Collected data entries
═══
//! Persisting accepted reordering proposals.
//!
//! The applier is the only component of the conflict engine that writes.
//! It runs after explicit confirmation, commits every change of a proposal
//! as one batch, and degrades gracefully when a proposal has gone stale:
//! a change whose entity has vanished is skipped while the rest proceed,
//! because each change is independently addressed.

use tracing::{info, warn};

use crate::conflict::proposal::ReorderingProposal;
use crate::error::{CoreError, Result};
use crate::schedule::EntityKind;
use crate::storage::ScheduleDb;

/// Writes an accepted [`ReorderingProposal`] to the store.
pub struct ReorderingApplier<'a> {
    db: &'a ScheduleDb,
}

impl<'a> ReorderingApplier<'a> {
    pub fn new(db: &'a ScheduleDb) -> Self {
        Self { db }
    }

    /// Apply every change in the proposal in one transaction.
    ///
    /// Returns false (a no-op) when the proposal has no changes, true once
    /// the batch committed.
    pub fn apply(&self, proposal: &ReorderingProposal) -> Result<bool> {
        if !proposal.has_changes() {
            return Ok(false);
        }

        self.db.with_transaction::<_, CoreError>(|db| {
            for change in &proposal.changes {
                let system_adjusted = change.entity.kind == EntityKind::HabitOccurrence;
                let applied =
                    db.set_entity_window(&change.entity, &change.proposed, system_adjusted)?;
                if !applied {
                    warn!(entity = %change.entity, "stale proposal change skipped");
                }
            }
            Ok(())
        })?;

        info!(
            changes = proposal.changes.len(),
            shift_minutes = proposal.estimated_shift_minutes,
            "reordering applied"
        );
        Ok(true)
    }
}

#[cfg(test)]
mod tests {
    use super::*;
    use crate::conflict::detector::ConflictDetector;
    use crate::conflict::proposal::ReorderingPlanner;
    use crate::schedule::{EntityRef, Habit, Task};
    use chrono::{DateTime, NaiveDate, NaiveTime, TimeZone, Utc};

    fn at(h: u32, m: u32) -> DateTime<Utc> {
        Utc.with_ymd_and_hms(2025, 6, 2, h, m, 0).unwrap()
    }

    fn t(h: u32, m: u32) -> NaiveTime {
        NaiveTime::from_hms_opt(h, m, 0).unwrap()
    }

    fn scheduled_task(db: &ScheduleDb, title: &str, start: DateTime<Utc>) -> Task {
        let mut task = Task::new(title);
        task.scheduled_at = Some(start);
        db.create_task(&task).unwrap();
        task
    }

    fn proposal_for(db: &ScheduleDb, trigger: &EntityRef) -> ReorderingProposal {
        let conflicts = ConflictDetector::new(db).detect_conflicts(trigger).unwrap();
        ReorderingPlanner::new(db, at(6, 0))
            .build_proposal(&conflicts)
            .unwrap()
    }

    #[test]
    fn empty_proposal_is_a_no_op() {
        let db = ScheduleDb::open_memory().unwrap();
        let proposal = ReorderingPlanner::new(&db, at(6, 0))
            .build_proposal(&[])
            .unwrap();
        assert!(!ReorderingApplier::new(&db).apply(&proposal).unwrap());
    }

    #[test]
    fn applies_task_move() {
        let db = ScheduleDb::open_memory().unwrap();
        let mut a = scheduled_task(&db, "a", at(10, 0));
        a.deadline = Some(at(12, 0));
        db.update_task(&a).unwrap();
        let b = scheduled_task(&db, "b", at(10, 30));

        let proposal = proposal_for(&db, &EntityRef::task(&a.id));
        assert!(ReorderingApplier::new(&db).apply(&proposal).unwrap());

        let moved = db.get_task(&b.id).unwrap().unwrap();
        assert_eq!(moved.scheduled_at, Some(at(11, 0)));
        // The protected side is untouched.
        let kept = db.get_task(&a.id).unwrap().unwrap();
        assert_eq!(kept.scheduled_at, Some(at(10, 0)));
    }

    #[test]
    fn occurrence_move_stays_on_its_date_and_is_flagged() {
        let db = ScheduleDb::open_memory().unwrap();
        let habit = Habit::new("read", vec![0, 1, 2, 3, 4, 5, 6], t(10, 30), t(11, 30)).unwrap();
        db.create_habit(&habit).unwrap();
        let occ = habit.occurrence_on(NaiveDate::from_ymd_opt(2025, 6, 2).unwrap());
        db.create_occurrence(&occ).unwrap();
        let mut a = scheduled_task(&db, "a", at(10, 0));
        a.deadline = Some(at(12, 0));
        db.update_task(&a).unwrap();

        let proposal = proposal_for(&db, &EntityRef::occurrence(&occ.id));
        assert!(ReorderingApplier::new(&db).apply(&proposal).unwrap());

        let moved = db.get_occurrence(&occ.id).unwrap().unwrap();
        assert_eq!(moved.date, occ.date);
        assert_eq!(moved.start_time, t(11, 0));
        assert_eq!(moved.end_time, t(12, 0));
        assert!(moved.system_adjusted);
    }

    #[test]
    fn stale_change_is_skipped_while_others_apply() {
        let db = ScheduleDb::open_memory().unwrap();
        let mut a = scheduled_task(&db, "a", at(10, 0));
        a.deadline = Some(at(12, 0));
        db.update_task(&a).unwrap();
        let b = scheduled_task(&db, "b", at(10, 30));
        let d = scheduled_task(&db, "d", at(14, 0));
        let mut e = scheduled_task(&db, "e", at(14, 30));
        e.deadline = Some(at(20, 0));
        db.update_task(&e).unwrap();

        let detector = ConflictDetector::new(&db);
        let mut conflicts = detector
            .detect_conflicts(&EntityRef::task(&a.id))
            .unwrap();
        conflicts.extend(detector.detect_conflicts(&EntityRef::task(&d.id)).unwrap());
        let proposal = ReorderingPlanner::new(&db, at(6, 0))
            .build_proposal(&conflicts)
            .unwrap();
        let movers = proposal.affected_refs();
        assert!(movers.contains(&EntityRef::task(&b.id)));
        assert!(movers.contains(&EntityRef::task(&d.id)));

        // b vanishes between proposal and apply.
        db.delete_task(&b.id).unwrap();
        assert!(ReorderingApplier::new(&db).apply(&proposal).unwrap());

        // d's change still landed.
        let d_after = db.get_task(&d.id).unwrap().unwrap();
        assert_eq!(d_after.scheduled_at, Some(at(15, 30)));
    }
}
═══
Each entry above is to be printed again exactly.

Solution to this exercise
//! Persisting accepted reordering proposals.
//!
//! The applier is the only component of the conflict engine that writes.
//! It runs after explicit confirmation, commits every change of a proposal
//! as one batch, and degrades gracefully when a proposal has gone stale:
//! a change whose entity has vanished is skipped while the rest proceed,
//! because each change is independently addressed.

use tracing::{info, warn};

use crate::conflict::proposal::ReorderingProposal;
use crate::error::{CoreError, Result};
use crate::schedule::EntityKind;
use crate::storage::ScheduleDb;

/// Writes an accepted [`ReorderingProposal`] to the store.
pub struct ReorderingApplier<'a> {
    db: &'a ScheduleDb,
}

impl<'a> ReorderingApplier<'a> {
    pub fn new(db: &'a ScheduleDb) -> Self {
        Self { db }
    }

    /// Apply every change in the proposal in one transaction.
    ///
    /// Returns false (a no-op) when the proposal has no changes, true once
    /// the batch committed.
    pub fn apply(&self, proposal: &ReorderingProposal) -> Result<bool> {
        if !proposal.has_changes() {
            return Ok(false);
        }

        self.db.with_transaction::<_, CoreError>(|db| {
            for change in &proposal.changes {
                let system_adjusted = change.entity.kind == EntityKind::HabitOccurrence;
                let applied =
                    db.set_entity_window(&change.entity, &change.proposed, system_adjusted)?;
                if !applied {
                    warn!(entity = %change.entity, "stale proposal change skipped");
                }
            }
            Ok(())
        })?;

        info!(
            changes = proposal.changes.len(),
            shift_minutes = proposal.estimated_shift_minutes,
            "reordering applied"
        );
        Ok(true)
    }
}

#[cfg(test)]
mod tests {
    use super::*;
    use crate::conflict::detector::ConflictDetector;
    use crate::conflict::proposal::ReorderingPlanner;
    use crate::schedule::{EntityRef, Habit, Task};
    use chrono::{DateTime, NaiveDate, NaiveTime, TimeZone, Utc};

    fn at(h: u32, m: u32) -> DateTime<Utc> {
        Utc.with_ymd_and_hms(2025, 6, 2, h, m, 0).unwrap()
    }

    fn t(h: u32, m: u32) -> NaiveTime {
        NaiveTime::from_hms_opt(h, m, 0).unwrap()
    }

    fn scheduled_task(db: &ScheduleDb, title: &str, start: DateTime<Utc>) -> Task {
        let mut task = Task::new(title);
        task.scheduled_at = Some(start);
        db.create_task(&task).unwrap();
        task
    }

    fn proposal_for(db: &ScheduleDb, trigger: &EntityRef) -> ReorderingProposal {
        let conflicts = ConflictDetector::new(db).detect_conflicts(trigger).unwrap();
        ReorderingPlanner::new(db, at(6, 0))
            .build_proposal(&conflicts)
            .unwrap()
    }

    #[test]
    fn empty_proposal_is_a_no_op() {
        let db = ScheduleDb::open_memory().unwrap();
        let proposal = ReorderingPlanner::new(&db, at(6, 0))
            .build_proposal(&[])
            .unwrap();
        assert!(!ReorderingApplier::new(&db).apply(&proposal).unwrap());
    }

    #[test]
    fn applies_task_move() {
        let db = ScheduleDb::open_memory().unwrap();
        let mut a = scheduled_task(&db, "a", at(10, 0));
        a.deadline = Some(at(12, 0));
        db.update_task(&a).unwrap();
        let b = scheduled_task(&db, "b", at(10, 30));

        let proposal = proposal_for(&db, &EntityRef::task(&a.id));
        assert!(ReorderingApplier::new(&db).apply(&proposal).unwrap());

        let moved = db.get_task(&b.id).unwrap().unwrap();
        assert_eq!(moved.scheduled_at, Some(at(11, 0)));
        // The protected side is untouched.
        let kept = db.get_task(&a.id).unwrap().unwrap();
        assert_eq!(kept.scheduled_at, Some(at(10, 0)));
    }

    #[test]
    fn occurrence_move_stays_on_its_date_and_is_flagged() {
        let db = ScheduleDb::open_memory().unwrap();
        let habit = Habit::new("read", vec![0, 1, 2, 3, 4, 5, 6], t(10, 30), t(11, 30)).unwrap();
        db.create_habit(&habit).unwrap();
        let occ = habit.occurrence_on(NaiveDate::from_ymd_opt(2025, 6, 2).unwrap());
        db.create_occurrence(&occ).unwrap();
        let mut a = scheduled_task(&db, "a", at(10, 0));
        a.deadline = Some(at(12, 0));
        db.update_task(&a).unwrap();

        let proposal = proposal_for(&db, &EntityRef::occurrence(&occ.id));
        assert!(ReorderingApplier::new(&db).apply(&proposal).unwrap());

        let moved = db.get_occurrence(&occ.id).unwrap().unwrap();
        assert_eq!(moved.date, occ.date);
        assert_eq!(moved.start_time, t(11, 0));
        assert_eq!(moved.end_time, t(12, 0));
        assert!(moved.system_adjusted);
    }

    #[test]
    fn stale_change_is_skipped_while_others_apply() {
        let db = ScheduleDb::open_memory().unwrap();
        let mut a = scheduled_task(&db, "a", at(10, 0));
        a.deadline = Some(at(12, 0));
        db.update_task(&a).unwrap();
        let b = scheduled_task(&db, "b", at(10, 30));
        let d = scheduled_task(&db, "d", at(14, 0));
        let mut e = scheduled_task(&db, "e", at(14, 30));
        e.deadline = Some(at(20, 0));
        db.update_task(&e).unwrap();

        let detector = ConflictDetector::new(&db);
        let mut conflicts = detector
            .detect_conflicts(&EntityRef::task(&a.id))
            .unwrap();
        conflicts.extend(detector.detect_conflicts(&EntityRef::task(&d.id)).unwrap());
        let proposal = ReorderingPlanner::new(&db, at(6, 0))
            .build_proposal(&conflicts)
            .unwrap();
        let movers = proposal.affected_refs();
        assert!(movers.contains(&EntityRef::task(&b.id)));
        assert!(movers.contains(&EntityRef::task(&d.id)));

        // b vanishes between proposal and apply.
        db.delete_task(&b.id).unwrap();
        assert!(ReorderingApplier::new(&db).apply(&proposal).unwrap());

        // d's change still landed.
        let d_after = db.get_task(&d.id).unwrap().unwrap();
        assert_eq!(d_after.scheduled_at, Some(at(15, 30)));
    }
}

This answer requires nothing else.